Task to carry out => The word "DeviceLost" appears in some lines of the records below; state how many lines, and nothing else.

Records supplied =>
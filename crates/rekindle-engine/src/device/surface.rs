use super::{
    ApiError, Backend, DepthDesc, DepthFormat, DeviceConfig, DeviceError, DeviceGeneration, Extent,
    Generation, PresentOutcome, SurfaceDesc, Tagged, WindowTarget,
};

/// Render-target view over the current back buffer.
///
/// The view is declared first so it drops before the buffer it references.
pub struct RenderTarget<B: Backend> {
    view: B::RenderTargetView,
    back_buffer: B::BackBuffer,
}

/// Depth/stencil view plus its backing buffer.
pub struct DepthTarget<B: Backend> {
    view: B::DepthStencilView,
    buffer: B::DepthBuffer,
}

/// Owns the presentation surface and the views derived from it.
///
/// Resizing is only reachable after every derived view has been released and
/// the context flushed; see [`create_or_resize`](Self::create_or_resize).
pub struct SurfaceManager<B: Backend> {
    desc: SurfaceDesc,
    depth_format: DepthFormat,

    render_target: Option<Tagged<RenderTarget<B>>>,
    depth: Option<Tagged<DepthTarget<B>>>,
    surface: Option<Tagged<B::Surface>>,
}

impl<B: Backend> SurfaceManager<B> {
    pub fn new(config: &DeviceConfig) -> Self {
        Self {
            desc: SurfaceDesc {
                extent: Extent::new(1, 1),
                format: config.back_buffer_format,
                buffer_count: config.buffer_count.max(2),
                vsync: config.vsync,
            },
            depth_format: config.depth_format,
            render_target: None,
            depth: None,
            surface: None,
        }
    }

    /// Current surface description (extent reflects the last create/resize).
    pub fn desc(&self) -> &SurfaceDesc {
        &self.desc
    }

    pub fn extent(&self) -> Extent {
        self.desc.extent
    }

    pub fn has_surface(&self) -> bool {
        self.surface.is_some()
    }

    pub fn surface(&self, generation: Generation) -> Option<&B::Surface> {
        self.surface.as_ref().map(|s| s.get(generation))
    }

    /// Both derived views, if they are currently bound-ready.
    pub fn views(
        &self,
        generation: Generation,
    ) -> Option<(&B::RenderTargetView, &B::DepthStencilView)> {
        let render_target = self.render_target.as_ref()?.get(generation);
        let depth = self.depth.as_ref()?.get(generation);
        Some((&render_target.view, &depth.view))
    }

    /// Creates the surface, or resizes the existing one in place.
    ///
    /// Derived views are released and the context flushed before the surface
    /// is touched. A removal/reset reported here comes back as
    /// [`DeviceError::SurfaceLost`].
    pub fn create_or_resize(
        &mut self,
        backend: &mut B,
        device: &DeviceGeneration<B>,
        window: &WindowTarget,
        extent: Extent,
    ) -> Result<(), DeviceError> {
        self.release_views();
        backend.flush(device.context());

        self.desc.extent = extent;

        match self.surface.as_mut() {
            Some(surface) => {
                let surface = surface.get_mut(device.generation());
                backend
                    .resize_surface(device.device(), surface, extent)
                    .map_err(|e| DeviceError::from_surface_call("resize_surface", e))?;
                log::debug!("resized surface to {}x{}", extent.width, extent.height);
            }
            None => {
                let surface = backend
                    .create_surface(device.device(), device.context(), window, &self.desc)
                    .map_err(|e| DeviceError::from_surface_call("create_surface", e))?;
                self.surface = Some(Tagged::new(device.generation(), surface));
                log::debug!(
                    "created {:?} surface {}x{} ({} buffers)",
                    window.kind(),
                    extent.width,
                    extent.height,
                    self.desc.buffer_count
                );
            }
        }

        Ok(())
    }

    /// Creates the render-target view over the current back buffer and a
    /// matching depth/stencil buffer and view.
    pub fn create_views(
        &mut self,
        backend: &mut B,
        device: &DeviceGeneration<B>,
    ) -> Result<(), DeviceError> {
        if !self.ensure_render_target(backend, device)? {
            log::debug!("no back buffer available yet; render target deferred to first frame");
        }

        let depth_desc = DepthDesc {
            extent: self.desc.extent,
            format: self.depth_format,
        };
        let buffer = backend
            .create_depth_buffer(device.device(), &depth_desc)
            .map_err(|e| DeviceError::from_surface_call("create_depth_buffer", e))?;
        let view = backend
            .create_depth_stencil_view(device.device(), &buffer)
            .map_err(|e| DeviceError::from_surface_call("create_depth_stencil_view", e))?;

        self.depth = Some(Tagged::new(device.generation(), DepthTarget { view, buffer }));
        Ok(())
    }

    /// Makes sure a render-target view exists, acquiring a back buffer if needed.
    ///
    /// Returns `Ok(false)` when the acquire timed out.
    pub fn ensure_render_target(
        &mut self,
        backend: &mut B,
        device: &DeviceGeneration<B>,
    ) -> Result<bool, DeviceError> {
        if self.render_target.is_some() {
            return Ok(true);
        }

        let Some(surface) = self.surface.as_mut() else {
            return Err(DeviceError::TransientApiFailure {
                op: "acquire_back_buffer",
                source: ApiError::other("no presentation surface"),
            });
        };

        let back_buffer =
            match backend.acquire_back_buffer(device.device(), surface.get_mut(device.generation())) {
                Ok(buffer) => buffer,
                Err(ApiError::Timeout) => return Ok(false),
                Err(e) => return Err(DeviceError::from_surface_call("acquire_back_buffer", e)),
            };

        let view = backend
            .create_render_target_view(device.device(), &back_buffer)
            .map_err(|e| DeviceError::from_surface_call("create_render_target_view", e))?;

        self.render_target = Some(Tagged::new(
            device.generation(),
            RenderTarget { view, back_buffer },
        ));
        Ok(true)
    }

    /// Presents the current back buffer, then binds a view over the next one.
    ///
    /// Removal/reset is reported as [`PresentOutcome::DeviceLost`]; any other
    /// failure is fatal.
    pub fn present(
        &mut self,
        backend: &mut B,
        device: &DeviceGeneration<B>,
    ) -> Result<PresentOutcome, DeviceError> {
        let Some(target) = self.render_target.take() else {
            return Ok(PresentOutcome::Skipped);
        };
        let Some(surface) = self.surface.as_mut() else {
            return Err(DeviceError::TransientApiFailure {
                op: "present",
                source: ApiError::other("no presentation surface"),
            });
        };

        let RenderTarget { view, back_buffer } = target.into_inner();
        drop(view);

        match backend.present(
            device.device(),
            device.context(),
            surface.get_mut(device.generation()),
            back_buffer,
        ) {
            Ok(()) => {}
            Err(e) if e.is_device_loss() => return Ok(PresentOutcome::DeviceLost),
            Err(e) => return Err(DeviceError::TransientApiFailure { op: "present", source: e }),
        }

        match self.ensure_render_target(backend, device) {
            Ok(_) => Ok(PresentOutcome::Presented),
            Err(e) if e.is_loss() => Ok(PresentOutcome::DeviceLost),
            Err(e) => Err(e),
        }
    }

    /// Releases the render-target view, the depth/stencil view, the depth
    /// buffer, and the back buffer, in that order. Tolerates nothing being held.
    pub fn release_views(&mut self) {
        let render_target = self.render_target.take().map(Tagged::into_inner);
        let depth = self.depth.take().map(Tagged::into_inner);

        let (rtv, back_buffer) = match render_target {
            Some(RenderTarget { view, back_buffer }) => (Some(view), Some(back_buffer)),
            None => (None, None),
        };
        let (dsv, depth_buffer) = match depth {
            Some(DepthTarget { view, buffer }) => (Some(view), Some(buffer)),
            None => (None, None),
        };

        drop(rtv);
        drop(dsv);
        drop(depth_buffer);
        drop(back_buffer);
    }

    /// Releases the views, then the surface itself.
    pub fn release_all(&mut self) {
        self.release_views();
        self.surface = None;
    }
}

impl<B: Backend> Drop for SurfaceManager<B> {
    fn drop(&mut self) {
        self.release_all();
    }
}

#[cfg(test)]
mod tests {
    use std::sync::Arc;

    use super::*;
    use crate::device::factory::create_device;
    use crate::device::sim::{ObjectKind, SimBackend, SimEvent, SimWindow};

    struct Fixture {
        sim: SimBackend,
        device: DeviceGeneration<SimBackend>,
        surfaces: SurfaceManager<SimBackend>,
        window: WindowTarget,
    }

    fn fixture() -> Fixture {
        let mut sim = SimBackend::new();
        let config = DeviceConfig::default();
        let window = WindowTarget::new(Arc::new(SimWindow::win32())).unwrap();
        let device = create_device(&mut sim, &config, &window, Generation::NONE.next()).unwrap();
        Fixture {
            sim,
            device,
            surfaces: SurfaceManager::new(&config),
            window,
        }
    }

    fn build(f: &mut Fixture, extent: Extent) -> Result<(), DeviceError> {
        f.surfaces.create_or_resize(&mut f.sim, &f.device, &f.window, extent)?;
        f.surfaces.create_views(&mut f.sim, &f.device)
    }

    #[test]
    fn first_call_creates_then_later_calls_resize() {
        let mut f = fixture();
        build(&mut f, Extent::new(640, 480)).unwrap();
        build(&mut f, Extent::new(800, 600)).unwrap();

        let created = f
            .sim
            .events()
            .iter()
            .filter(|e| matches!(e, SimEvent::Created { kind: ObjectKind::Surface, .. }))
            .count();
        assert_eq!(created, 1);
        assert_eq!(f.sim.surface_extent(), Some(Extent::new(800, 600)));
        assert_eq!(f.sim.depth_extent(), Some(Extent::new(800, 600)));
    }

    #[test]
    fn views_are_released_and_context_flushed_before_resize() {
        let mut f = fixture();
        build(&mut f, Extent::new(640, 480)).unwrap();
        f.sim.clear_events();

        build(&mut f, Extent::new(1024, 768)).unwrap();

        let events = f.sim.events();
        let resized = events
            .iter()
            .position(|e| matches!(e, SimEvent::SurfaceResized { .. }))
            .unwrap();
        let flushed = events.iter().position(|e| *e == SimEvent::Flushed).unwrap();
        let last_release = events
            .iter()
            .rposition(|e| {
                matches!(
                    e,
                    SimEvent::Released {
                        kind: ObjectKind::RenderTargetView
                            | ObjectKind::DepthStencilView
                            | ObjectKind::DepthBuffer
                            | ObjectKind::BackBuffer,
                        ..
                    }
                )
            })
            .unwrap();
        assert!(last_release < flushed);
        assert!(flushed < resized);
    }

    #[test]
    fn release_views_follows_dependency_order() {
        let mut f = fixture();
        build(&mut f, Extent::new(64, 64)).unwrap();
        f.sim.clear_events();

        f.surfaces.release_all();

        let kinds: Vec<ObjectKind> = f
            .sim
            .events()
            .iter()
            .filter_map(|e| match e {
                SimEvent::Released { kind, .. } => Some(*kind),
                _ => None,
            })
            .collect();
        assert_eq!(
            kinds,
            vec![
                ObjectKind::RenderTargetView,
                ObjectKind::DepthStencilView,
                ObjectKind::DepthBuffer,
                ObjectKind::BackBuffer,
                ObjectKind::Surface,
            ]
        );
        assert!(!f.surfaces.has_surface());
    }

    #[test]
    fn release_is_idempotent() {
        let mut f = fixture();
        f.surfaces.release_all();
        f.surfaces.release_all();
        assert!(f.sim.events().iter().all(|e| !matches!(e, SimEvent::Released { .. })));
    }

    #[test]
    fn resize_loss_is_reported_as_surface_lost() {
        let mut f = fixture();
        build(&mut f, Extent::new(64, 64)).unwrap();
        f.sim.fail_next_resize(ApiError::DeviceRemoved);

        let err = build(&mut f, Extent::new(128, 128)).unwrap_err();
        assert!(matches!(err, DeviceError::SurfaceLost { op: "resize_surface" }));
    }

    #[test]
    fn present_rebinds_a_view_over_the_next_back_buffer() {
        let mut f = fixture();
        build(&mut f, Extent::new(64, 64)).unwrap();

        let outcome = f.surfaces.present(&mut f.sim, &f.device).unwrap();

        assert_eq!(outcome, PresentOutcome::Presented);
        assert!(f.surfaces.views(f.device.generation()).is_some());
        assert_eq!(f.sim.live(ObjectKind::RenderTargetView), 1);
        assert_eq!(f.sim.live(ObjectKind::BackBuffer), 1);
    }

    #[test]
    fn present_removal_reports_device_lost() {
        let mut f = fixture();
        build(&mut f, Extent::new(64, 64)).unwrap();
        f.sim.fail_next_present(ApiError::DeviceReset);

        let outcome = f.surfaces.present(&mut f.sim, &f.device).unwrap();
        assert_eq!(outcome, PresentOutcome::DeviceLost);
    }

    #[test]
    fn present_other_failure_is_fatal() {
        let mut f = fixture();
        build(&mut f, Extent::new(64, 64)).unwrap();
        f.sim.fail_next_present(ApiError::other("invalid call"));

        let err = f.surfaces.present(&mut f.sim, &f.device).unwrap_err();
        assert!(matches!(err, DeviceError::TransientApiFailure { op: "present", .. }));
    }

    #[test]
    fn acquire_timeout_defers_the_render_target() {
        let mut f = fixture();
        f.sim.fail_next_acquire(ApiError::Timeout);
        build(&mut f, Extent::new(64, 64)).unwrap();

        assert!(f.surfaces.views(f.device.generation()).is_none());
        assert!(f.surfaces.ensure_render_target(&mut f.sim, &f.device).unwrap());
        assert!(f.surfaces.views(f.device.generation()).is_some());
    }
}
...
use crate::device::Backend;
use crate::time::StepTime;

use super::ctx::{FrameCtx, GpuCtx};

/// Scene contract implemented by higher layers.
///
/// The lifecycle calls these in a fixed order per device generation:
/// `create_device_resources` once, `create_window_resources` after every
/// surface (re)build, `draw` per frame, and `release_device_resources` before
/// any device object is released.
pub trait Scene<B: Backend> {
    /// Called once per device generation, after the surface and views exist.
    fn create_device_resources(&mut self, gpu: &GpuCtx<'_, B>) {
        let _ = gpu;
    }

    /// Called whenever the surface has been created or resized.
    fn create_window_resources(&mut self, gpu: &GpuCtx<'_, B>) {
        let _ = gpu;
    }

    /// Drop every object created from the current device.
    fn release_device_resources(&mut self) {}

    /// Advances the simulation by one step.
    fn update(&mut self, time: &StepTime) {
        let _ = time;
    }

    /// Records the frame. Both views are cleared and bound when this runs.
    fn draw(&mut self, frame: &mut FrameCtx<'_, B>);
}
--
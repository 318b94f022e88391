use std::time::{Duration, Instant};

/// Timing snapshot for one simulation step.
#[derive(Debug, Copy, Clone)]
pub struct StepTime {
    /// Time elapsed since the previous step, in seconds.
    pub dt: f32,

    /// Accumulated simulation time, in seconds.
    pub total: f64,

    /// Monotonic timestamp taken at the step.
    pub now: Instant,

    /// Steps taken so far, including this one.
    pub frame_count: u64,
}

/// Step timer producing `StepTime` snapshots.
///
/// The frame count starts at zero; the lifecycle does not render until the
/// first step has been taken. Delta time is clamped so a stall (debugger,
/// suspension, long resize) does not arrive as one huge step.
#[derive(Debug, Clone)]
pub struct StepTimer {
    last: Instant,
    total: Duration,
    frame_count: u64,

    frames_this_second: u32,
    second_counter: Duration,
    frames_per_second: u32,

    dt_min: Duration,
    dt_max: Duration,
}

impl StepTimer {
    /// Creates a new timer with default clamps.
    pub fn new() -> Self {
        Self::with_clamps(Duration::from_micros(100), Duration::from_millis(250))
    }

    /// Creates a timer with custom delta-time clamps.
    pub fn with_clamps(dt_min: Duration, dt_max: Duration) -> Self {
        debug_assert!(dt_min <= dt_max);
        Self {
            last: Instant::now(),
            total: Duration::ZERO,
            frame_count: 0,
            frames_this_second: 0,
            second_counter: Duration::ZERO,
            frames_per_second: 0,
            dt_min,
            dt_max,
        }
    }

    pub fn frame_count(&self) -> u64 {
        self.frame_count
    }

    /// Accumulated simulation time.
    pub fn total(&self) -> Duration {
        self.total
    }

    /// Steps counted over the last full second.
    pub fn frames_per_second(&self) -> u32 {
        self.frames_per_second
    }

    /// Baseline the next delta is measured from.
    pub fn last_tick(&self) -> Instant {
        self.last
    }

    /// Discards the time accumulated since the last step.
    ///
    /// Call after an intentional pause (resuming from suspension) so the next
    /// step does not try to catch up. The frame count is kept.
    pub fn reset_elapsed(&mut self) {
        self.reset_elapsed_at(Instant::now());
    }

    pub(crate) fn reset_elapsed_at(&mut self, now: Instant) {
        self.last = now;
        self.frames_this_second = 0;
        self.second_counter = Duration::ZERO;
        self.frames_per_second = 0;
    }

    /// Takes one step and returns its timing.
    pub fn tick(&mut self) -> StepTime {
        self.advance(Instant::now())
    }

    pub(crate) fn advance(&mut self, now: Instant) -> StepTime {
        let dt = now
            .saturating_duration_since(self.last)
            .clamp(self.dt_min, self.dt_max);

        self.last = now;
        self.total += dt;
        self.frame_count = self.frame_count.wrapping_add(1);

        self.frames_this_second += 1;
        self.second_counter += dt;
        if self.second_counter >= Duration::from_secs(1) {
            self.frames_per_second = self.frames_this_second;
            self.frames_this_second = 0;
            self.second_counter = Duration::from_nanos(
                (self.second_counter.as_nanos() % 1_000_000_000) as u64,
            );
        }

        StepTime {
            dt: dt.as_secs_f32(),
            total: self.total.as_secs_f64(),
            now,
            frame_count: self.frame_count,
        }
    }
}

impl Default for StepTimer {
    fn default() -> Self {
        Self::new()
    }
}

Solved exercise => 4